● ASSIGNMENT
Could you repeat, word for word, only the lines from the one containing "f(ctx, &chapter.script, &mut stage);" through the final line of the records below?

(Records excerpted from a collection)
□ □ □ □
use serde::Serialize;

use foundation::handles::VisualHandle;
use foundation::ids::ChapterId;
use foundation::time::Millis;
use formats::{StatsTable, StoryConfig, StoryManifest, Track};
use runtime::event_bus::{Event, EventBus};
use runtime::event_loop::EventLoop;
use runtime::metrics::Metrics;
use runtime::timers::Scope;

use crate::action::Action;
use crate::chapter::ChapterRegistry;
use crate::chart::{ChartBinding, ChartState};
use crate::choreography::{ChapterContext, LiveVisuals, Stage};
use crate::error::StoryError;
use crate::orchestrator::{Orchestrator, StepOutcome, TransitionState};
use crate::script::ChapterScript;
use crate::surface::{ChartSurface, ChartVisibility, MapSurface};
use crate::tracks::TrackStore;

/// Broadcast once per completed transition.
#[derive(Debug, Clone, PartialEq, Eq, Serialize)]
pub struct ChapterChanged {
    pub chapter: String,
}

impl ChapterChanged {
    pub fn to_json(&self) -> Result<String, serde_json::Error> {
        serde_json::to_string(self)
    }
}

/// The whole scrollytelling runtime: chapter registry, orchestrator, chart
/// binding and the event loop that drives them, bound to one map and one
/// chart surface.
///
/// The host feeds it step-entered events, camera completions, fetched track
/// payloads and clock ticks. Everything else happens inside [`tick`].
///
/// [`tick`]: Presentation::tick
pub struct Presentation<M: MapSurface, C: ChartSurface> {
    config: StoryConfig,
    registry: ChapterRegistry,
    stats: StatsTable,
    map: M,
    chart: C,
    event_loop: EventLoop<Action>,
    bus: EventBus<ChapterChanged>,
    metrics: Metrics,
    tracks: TrackStore,
    chart_binding: ChartBinding,
    orchestrator: Orchestrator,
    cleanup: Scope,
}

impl<M: MapSurface, C: ChartSurface> Presentation<M, C> {
    pub fn new(
        config: StoryConfig,
        registry: ChapterRegistry,
        stats: StatsTable,
        map: M,
        chart: C,
    ) -> Self {
        let mut event_loop = EventLoop::new();
        let cleanup = event_loop.new_scope();
        let chart_scope = event_loop.new_scope();
        tracing::info!(chapters = registry.len(), regions = stats.len(), "presentation ready");
        Self {
            config,
            registry,
            stats,
            map,
            chart,
            event_loop,
            bus: EventBus::new(),
            metrics: Metrics::new(),
            tracks: TrackStore::new(),
            chart_binding: ChartBinding::new(chart_scope),
            orchestrator: Orchestrator::new(),
            cleanup,
        }
    }

    pub fn from_manifest(
        manifest: &StoryManifest,
        stats: StatsTable,
        map: M,
        chart: C,
    ) -> Result<Self, StoryError> {
        let registry = ChapterRegistry::from_manifest(manifest)?;
        Ok(Self::new(manifest.config.clone(), registry, stats, map, chart))
    }

    /// Moves the clock to the host's current time before anything is
    /// scheduled, so the first transition's delays count from there.
    pub fn starting_at(mut self, now: Millis) -> Self {
        self.tick(now);
        self
    }

    /// A scroll step was entered.
    pub fn enter_chapter(&mut self, id: &str) -> Result<StepOutcome, StoryError> {
        let (orchestrator, registry, mut stage) = self.split();
        let outcome = orchestrator.request(ChapterId::new(id), registry, &mut stage);
        self.publish_settled();
        outcome
    }

    /// The map finished a camera move started with
    /// [`MoveCompletion::External`](crate::surface::MoveCompletion::External).
    pub fn viewport_settled(&mut self) {
        let (orchestrator, registry, mut stage) = self.split();
        orchestrator.viewport_settled(registry, &mut stage);
        self.publish_settled();
    }

    /// Delivers a fetched track payload, or the reason the fetch failed.
    pub fn track_loaded(&mut self, resource: &str, payload: Result<&str, &str>) {
        self.tracks.resolve(resource, payload);
        self.track_arrived(resource);
    }

    /// Seeds a track without going through the host fetch.
    pub fn insert_track(&mut self, resource: &str, track: Track) {
        self.tracks.insert(resource, track);
        self.track_arrived(resource);
    }

    /// Track resources the host should fetch and report back through
    /// [`track_loaded`](Self::track_loaded).
    pub fn take_fetch_requests(&mut self) -> Vec<String> {
        self.tracks.take_requests()
    }

    /// Advances the clock to `now`: due timers fire in order, then the frame
    /// callbacks requested before this tick.
    pub fn tick(&mut self, now: Millis) {
        self.event_loop.begin_tick(now);
        while let Some((_, action)) = self.event_loop.pop_timer() {
            self.dispatch(action);
        }
        for (_, _, action) in self.event_loop.take_frames() {
            self.dispatch(action);
        }
        self.publish_settled();
    }

    /// Ticks every `step_ms` until `end`, the way a display refresh would.
    pub fn run_until(&mut self, end: Millis, step_ms: u64) {
        let step = step_ms.max(1);
        let mut now = self.now();
        while now < end {
            now = now.after(step).min(end);
            self.tick(now);
        }
    }

    pub fn now(&self) -> Millis {
        self.event_loop.now()
    }

    pub fn current_chapter(&self) -> Option<&ChapterId> {
        self.orchestrator.current()
    }

    pub fn state(&self) -> TransitionState {
        self.orchestrator.state()
    }

    pub fn active(&self) -> Option<&ChapterContext> {
        self.orchestrator.active()
    }

    pub fn live_visuals(&self) -> Option<&LiveVisuals> {
        self.orchestrator.active().map(ChapterContext::live)
    }

    pub fn chart_state(&self) -> &ChartState {
        self.chart_binding.state()
    }

    pub fn chart_visibility(&self) -> ChartVisibility {
        self.chart_binding.visibility()
    }

    pub fn events(&self) -> &[Event<ChapterChanged>] {
        self.bus.events()
    }

    pub fn drain_events(&mut self) -> Vec<Event<ChapterChanged>> {
        self.bus.drain()
    }

    pub fn metrics(&self) -> &Metrics {
        &self.metrics
    }

    pub fn config(&self) -> &StoryConfig {
        &self.config
    }

    pub fn registry(&self) -> &ChapterRegistry {
        &self.registry
    }

    pub fn map(&self) -> &M {
        &self.map
    }

    pub fn map_mut(&mut self) -> &mut M {
        &mut self.map
    }

    pub fn chart(&self) -> &C {
        &self.chart
    }

    fn split(&mut self) -> (&mut Orchestrator, &mut ChapterRegistry, Stage<'_>) {
        let stage = Stage {
            map: &mut self.map,
            event_loop: &mut self.event_loop,
            tracks: &mut self.tracks,
            metrics: &mut self.metrics,
            config: &self.config,
            cleanup: self.cleanup,
        };
        (&mut self.orchestrator, &mut self.registry, stage)
    }

    fn dispatch(&mut self, action: Action) {
        match action {
            Action::ShowMarker { epoch, point } => {
                self.with_active(epoch, |ctx, script, stage| ctx.show_marker(script, point, stage));
            }
            Action::ShowPopup { epoch, point } => {
                self.with_active(epoch, |ctx, script, stage| ctx.show_popup(script, point, stage));
            }
            Action::DrawPath { epoch, path } => {
                self.with_active(epoch, |ctx, script, stage| ctx.draw_path(script, path, stage));
            }
            Action::Pulse {
                epoch,
                path,
                remaining,
            } => {
                self.with_active(epoch, |ctx, script, stage| {
                    ctx.pulse(script, path, remaining, stage)
                });
            }
            Action::RemoveVisual(VisualHandle::Marker(handle)) => self.map.remove_marker(handle),
            Action::RemoveVisual(VisualHandle::Popup(handle)) => self.map.remove_popup(handle),
            Action::ResumeTransition { generation } => {
                let (orchestrator, registry, mut stage) = self.split();
                orchestrator.resume(generation, registry, &mut stage);
                self.publish_settled();
            }
            Action::TransitionTimeout { generation } => {
                let (orchestrator, registry, mut stage) = self.split();
                orchestrator.timeout(generation, registry, &mut stage);
                self.publish_settled();
            }
            Action::ChartFrame { run } => {
                let now = self.event_loop.now();
                self.chart_binding.on_frame(
                    run,
                    now,
                    self.config.chart_width_px,
                    &mut self.chart,
                    &mut self.event_loop,
                );
            }
            Action::ChartCollapse { hide } => self.chart_binding.on_collapse(hide, &mut self.chart),
        }
    }

    /// Runs `f` against the active chapter only if `epoch` is still the
    /// current activation. Late callbacks from an earlier activation are
    /// dropped here.
    fn with_active(
        &mut self,
        epoch: u64,
        f: impl FnOnce(&mut ChapterContext, &ChapterScript, &mut Stage<'_>),
    ) {
        let (orchestrator, registry, mut stage) = self.split();
        let Some(ctx) = orchestrator.active_mut().filter(|ctx| ctx.epoch == epoch) else {
            tracing::trace!(epoch, "dropping callback from a stale activation");
            stage.metrics.inc("callbacks.stale");
            return;
        };
        let Some(chapter) = registry.get(&ctx.chapter) else {
            return;
        };
        f(ctx, &chapter.script, &mut stage);
    }

    fn track_arrived(&mut self, resource: &str) {
        let (orchestrator, registry, mut stage) = self.split();
        let Some(ctx) = orchestrator.active_mut() else {
            return;
        };
        if let Some(chapter) = registry.get(&ctx.chapter) {
            ctx.track_arrived(&chapter.script, resource, &mut stage);
        }
    }

    fn publish_settled(&mut self) {
        for chapter in self.orchestrator.take_settled() {
            let tick = self.event_loop.tick();
            self.bus.emit(
                tick,
                self.event_loop.now(),
                ChapterChanged {
                    chapter: chapter.to_string(),
                },
            );
            self.chart_binding.chapter_changed(
                chapter.as_str(),
                &self.stats,
                &self.config,
                &mut self.chart,
                &mut self.event_loop,
            );
        }
    }
}

impl<M: MapSurface + std::fmt::Debug, C: ChartSurface + std::fmt::Debug> std::fmt::Debug
    for Presentation<M, C>
{
    fn fmt(&self, f: &mut std::fmt::Formatter<'_>) -> std::fmt::Result {
        f.debug_struct("Presentation")
            .field("current", &self.orchestrator.current())
            .field("state", &self.orchestrator.state())
            .field("now", &self.event_loop.now())
            .field("map", &self.map)
            .field("chart", &self.chart)
            .finish_non_exhaustive()
    }
}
□ □ □ □
● RESULT OF THE TASK
        f(ctx, &chapter.script, &mut stage);
    }

    fn track_arrived(&mut self, resource: &str) {
        let (orchestrator, registry, mut stage) = self.split();
        let Some(ctx) = orchestrator.active_mut() else {
            return;
        };
        if let Some(chapter) = registry.get(&ctx.chapter) {
            ctx.track_arrived(&chapter.script, resource, &mut stage);
        }
    }

    fn publish_settled(&mut self) {
        for chapter in self.orchestrator.take_settled() {
            let tick = self.event_loop.tick();
            self.bus.emit(
                tick,
                self.event_loop.now(),
                ChapterChanged {
                    chapter: chapter.to_string(),
                },
            );
            self.chart_binding.chapter_changed(
                chapter.as_str(),
                &self.stats,
                &self.config,
                &mut self.chart,
                &mut self.event_loop,
            );
        }
    }
}

impl<M: MapSurface + std::fmt::Debug, C: ChartSurface + std::fmt::Debug> std::fmt::Debug
    for Presentation<M, C>
{
    fn fmt(&self, f: &mut std::fmt::Formatter<'_>) -> std::fmt::Result {
        f.debug_struct("Presentation")
            .field("current", &self.orchestrator.current())
            .field("state", &self.orchestrator.state())
            .field("now", &self.event_loop.now())
            .field("map", &self.map)
            .field("chart", &self.chart)
            .finish_non_exhaustive()
    }
}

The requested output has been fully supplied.